(Data excerpts)
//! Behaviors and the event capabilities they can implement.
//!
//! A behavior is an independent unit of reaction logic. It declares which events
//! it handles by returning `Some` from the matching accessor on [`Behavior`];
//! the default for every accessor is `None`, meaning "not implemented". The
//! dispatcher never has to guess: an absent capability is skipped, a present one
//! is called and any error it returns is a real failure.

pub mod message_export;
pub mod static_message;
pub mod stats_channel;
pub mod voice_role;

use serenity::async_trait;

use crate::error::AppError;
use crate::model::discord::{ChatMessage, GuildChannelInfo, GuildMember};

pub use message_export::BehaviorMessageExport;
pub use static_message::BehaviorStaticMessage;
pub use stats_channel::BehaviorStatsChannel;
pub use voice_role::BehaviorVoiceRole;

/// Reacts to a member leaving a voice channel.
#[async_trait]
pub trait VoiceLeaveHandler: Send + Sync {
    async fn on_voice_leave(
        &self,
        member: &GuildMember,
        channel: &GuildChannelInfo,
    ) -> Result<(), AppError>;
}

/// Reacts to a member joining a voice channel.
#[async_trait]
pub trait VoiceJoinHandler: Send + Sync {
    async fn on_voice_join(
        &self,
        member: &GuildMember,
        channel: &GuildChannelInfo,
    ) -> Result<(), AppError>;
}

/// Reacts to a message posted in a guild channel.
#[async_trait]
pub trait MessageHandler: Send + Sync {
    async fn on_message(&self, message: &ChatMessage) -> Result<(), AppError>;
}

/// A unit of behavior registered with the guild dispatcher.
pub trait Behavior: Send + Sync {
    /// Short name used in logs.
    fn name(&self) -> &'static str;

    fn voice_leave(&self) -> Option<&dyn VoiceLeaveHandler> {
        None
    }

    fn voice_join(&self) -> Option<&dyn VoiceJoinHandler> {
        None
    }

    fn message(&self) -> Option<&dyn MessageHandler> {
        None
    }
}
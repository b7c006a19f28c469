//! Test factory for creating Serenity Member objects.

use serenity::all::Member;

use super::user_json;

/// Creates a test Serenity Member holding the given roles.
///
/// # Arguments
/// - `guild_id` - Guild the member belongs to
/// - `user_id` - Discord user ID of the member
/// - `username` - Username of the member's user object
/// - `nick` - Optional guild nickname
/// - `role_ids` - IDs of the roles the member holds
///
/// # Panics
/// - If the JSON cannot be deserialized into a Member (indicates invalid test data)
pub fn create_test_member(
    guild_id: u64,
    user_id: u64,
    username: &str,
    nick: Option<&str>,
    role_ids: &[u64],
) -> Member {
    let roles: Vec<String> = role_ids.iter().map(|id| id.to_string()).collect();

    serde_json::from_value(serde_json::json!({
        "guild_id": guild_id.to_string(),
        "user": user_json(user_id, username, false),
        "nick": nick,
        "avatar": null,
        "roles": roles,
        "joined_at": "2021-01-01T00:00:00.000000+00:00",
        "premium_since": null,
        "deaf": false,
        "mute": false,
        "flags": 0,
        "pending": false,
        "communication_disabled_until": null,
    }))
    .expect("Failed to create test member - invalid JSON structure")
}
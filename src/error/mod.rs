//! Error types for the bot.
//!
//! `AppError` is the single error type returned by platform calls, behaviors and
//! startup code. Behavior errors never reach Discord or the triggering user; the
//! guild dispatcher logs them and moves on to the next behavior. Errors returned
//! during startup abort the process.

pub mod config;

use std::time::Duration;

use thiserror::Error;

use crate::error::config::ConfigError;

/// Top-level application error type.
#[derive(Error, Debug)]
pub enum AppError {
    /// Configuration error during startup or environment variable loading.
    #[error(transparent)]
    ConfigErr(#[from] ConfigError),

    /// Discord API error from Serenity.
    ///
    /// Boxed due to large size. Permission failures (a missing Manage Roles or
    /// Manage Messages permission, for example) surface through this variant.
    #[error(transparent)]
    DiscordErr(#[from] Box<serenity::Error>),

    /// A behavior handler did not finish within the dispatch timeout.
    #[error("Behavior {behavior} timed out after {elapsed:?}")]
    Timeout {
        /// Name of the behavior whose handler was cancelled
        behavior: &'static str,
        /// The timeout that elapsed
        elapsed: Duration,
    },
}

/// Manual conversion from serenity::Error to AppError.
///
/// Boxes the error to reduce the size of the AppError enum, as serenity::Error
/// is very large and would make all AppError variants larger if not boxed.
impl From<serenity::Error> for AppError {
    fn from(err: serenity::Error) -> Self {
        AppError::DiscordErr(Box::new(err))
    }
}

--

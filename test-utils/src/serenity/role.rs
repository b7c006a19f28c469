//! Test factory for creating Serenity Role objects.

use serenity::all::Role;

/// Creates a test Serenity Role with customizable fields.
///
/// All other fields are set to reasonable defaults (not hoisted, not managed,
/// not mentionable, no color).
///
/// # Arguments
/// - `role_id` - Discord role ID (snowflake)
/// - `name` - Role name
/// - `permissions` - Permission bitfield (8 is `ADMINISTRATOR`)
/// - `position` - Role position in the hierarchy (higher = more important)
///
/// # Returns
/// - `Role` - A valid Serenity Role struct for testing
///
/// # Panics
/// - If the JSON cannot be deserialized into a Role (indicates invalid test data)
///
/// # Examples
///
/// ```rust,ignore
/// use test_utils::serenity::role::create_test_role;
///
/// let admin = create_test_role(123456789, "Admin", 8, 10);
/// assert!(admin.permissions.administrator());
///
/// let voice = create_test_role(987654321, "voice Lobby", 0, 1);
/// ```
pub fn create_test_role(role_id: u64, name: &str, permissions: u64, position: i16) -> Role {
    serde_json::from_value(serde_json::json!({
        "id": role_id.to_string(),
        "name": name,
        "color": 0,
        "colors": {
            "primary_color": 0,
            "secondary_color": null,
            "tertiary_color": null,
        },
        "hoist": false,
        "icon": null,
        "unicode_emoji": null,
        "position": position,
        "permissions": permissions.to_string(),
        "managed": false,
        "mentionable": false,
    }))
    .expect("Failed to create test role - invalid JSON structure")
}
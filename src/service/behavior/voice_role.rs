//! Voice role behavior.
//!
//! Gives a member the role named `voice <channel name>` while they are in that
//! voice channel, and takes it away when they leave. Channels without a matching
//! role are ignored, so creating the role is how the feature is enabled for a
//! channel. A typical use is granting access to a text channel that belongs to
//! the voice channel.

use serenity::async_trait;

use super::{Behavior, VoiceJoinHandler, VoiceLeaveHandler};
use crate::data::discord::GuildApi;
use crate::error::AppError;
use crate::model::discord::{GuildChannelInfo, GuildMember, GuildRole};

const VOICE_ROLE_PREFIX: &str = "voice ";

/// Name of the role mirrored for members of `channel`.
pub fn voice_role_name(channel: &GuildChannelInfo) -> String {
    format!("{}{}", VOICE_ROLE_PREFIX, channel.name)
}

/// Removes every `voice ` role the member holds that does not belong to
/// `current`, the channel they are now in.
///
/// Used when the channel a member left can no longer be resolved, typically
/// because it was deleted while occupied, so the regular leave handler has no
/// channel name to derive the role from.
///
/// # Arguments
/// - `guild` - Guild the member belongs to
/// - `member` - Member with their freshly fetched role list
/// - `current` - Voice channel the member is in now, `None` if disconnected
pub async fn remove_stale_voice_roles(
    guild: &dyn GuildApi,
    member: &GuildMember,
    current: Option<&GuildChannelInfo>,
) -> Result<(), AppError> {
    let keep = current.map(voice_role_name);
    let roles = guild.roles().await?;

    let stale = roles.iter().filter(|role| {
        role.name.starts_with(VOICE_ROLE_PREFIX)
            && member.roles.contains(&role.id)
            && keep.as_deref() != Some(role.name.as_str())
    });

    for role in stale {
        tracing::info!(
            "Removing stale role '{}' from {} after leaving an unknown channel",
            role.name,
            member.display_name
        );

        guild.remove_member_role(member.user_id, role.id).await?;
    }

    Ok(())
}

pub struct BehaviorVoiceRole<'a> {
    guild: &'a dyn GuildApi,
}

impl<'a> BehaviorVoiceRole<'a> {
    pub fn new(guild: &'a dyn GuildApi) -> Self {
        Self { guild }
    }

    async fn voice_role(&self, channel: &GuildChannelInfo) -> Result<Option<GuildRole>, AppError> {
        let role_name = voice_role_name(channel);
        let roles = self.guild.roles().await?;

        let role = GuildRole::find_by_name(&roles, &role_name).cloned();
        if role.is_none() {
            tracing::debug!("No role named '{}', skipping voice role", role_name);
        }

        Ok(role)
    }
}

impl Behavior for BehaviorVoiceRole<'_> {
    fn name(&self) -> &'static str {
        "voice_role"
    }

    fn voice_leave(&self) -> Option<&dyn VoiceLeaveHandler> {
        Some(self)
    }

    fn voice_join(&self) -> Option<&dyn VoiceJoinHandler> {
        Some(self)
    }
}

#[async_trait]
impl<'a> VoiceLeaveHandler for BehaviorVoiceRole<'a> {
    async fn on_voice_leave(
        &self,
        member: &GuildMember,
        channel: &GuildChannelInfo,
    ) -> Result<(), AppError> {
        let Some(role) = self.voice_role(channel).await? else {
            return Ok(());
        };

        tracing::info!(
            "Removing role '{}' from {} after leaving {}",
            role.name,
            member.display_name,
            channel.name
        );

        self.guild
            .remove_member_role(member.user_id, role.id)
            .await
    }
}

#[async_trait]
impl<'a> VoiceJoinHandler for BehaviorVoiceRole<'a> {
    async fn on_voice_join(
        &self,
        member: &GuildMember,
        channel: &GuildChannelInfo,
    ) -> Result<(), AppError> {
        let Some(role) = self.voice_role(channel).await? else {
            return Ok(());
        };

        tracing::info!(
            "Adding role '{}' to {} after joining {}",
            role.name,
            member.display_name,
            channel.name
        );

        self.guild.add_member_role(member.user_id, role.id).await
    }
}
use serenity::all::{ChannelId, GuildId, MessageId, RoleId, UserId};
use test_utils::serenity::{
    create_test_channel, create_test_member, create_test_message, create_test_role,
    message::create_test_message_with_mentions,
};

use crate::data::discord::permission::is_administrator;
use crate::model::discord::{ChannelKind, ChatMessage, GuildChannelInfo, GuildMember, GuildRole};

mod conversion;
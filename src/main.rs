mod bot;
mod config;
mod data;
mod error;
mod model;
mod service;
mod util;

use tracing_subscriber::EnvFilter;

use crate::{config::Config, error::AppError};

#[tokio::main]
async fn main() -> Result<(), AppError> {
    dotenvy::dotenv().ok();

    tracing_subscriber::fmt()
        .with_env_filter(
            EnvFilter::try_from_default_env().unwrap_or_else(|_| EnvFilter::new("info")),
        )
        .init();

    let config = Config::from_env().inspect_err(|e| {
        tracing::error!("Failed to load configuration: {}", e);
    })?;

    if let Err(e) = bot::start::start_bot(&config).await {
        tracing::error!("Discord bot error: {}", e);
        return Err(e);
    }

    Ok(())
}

--

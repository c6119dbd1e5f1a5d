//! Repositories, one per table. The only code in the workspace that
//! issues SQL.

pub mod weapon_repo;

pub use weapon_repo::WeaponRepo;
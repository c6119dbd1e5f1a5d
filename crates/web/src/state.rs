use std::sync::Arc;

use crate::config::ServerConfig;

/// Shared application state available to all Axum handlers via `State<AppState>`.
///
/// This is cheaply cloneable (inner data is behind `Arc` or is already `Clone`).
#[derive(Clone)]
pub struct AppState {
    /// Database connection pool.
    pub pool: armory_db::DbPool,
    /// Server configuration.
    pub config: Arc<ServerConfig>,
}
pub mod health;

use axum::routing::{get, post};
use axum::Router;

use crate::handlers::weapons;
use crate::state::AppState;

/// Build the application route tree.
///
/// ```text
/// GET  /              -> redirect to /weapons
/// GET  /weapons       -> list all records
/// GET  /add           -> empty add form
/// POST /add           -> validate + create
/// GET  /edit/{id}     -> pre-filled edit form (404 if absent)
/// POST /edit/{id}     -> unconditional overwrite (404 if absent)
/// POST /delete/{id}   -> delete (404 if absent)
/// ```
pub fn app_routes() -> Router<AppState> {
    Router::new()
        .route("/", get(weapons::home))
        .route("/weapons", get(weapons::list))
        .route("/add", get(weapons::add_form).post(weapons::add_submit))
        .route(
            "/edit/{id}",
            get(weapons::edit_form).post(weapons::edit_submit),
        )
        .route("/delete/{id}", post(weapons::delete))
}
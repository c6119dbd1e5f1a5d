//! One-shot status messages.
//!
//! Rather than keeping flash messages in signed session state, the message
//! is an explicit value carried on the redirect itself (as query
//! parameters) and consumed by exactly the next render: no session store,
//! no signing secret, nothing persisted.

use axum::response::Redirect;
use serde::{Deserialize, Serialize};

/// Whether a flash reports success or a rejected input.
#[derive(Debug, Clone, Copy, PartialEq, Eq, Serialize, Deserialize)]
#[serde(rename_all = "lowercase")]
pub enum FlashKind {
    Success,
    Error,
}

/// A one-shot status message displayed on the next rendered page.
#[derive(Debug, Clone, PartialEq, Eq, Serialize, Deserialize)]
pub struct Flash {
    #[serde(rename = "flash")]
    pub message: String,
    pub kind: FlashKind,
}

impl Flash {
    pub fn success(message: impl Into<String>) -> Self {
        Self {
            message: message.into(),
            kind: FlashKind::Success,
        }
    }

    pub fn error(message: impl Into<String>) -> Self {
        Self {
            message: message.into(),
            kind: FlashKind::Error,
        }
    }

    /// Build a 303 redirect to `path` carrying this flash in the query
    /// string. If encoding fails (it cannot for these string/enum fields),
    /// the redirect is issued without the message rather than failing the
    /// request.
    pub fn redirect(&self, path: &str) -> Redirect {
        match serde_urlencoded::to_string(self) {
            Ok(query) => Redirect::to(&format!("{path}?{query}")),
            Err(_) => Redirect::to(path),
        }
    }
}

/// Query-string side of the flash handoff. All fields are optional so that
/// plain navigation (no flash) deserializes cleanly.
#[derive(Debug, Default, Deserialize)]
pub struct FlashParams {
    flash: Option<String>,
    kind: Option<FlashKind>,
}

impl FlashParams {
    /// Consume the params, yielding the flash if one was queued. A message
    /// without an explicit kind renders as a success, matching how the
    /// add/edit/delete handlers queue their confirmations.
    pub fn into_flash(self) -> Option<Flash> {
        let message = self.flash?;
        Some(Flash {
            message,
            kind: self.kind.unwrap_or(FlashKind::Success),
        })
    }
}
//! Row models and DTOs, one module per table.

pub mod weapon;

> **Task brief**
Which lines above contain the word "than"? List them.

> **Answer for the task**
//! Rather than keeping flash messages in signed session state, the message
    /// the redirect is issued without the message rather than failing the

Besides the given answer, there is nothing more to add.